[Records from a collection]
▬▬▬

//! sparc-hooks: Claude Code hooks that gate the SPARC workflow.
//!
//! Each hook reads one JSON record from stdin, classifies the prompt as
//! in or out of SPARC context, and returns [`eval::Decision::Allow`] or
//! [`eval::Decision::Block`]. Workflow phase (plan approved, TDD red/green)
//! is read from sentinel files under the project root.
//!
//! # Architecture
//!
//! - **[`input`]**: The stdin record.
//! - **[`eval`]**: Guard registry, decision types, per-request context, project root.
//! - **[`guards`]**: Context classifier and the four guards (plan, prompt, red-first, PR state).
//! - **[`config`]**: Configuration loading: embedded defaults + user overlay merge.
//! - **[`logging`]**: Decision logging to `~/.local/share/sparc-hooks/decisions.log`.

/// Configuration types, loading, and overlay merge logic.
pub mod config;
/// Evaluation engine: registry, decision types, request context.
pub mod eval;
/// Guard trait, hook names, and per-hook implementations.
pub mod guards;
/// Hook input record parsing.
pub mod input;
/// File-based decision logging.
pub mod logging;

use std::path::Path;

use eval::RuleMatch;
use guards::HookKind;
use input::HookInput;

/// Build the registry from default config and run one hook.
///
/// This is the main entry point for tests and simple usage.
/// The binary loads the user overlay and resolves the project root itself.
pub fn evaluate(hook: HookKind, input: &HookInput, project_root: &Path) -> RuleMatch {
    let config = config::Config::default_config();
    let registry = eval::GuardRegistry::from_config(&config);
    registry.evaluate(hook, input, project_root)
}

▬▬▬

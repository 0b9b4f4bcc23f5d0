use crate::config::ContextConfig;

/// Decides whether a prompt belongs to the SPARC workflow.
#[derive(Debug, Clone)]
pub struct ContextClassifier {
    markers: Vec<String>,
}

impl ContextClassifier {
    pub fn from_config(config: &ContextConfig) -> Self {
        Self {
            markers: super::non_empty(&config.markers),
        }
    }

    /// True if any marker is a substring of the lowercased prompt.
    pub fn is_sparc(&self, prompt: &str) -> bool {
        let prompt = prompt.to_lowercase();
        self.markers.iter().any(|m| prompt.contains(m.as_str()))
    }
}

▬▬▬

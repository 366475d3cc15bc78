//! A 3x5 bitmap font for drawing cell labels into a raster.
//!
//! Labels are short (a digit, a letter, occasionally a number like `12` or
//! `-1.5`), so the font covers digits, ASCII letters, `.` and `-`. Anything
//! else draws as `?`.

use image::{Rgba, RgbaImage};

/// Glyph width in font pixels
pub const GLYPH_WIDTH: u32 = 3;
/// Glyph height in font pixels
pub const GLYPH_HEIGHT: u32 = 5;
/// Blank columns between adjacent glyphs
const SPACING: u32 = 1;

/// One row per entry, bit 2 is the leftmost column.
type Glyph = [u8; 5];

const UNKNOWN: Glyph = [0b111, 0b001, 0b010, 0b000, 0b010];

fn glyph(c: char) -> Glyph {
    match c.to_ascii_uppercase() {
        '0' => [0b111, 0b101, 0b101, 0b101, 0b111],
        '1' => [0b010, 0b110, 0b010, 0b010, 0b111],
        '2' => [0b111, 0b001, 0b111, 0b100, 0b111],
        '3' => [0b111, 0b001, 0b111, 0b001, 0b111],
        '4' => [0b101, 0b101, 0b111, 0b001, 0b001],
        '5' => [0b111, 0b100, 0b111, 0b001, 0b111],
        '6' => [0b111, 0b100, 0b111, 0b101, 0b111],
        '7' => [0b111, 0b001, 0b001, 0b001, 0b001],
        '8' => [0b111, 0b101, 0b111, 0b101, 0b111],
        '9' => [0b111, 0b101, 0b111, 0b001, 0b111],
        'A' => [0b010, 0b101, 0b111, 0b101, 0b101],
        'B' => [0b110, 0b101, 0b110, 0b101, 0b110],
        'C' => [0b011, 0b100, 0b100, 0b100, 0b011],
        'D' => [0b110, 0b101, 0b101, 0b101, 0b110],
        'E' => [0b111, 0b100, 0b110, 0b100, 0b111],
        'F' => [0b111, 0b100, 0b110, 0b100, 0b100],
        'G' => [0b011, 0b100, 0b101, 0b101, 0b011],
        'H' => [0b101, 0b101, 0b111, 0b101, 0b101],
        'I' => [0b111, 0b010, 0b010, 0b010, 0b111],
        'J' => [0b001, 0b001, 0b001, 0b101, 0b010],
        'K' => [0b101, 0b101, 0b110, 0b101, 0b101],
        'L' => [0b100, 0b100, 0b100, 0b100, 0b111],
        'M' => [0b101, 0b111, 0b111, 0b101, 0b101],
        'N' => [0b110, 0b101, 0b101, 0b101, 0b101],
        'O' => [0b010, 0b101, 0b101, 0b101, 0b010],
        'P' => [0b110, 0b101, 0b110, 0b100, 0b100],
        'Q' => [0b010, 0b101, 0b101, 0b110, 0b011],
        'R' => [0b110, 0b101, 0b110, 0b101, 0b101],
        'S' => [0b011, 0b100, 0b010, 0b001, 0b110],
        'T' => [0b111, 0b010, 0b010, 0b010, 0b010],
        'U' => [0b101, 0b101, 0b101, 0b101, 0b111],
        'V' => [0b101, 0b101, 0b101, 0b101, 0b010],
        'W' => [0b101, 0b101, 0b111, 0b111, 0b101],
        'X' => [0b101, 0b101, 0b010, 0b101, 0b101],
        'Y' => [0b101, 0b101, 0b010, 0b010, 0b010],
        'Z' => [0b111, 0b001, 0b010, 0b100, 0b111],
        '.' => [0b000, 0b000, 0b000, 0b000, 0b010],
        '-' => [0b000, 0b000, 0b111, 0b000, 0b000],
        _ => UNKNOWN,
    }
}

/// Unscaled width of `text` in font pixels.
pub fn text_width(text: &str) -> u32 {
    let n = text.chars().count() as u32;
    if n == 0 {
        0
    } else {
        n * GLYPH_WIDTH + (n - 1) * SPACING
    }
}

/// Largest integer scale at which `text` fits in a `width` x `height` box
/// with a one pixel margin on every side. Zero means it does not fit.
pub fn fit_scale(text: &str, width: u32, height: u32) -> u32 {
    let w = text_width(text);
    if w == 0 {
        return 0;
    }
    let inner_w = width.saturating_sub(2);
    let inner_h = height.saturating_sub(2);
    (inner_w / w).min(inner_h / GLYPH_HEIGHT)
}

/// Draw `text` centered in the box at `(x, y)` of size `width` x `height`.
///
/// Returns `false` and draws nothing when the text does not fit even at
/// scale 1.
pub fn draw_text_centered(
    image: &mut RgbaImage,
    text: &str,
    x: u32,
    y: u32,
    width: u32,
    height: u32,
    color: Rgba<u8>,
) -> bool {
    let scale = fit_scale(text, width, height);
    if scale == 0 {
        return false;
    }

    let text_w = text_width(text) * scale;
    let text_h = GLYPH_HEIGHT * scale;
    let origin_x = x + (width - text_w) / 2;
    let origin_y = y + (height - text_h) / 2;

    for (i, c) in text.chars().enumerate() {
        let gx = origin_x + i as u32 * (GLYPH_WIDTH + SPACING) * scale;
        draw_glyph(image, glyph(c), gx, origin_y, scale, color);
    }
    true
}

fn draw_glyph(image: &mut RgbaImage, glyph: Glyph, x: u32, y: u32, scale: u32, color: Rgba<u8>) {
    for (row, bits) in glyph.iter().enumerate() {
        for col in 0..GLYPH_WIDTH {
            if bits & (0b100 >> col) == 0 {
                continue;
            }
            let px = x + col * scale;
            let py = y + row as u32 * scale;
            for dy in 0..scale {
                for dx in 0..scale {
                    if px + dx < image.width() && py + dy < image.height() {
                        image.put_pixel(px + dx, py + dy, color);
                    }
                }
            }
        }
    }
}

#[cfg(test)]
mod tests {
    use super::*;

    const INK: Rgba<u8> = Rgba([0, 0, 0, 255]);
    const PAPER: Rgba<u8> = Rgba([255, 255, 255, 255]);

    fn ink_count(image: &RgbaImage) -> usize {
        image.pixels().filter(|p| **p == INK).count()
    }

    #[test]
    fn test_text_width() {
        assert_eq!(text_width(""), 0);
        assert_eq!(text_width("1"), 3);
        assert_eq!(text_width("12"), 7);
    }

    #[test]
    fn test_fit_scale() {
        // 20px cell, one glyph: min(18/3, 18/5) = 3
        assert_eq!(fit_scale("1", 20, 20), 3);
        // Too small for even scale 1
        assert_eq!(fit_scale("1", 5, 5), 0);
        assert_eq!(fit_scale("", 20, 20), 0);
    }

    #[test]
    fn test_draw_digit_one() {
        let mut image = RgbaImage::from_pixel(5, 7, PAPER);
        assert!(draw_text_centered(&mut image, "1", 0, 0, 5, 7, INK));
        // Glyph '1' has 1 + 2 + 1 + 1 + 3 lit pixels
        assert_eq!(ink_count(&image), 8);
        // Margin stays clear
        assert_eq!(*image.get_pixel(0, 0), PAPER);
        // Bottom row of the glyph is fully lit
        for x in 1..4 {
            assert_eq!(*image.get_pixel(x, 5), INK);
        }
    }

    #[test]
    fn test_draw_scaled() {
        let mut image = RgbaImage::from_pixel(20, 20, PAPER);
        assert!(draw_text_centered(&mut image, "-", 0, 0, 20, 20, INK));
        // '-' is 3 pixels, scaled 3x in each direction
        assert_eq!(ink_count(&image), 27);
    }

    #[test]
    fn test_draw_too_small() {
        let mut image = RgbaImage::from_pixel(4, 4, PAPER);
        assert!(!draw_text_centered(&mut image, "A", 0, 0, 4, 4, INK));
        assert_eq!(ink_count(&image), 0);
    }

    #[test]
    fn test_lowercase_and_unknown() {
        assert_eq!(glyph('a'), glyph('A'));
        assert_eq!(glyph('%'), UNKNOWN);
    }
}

▬▬▬

Exercise aim:
Copy out every line of the data where the word "SPACING" occurs.

Response area:
const SPACING: u32 = 1;
        n * GLYPH_WIDTH + (n - 1) * SPACING
        let gx = origin_x + i as u32 * (GLYPH_WIDTH + SPACING) * scale;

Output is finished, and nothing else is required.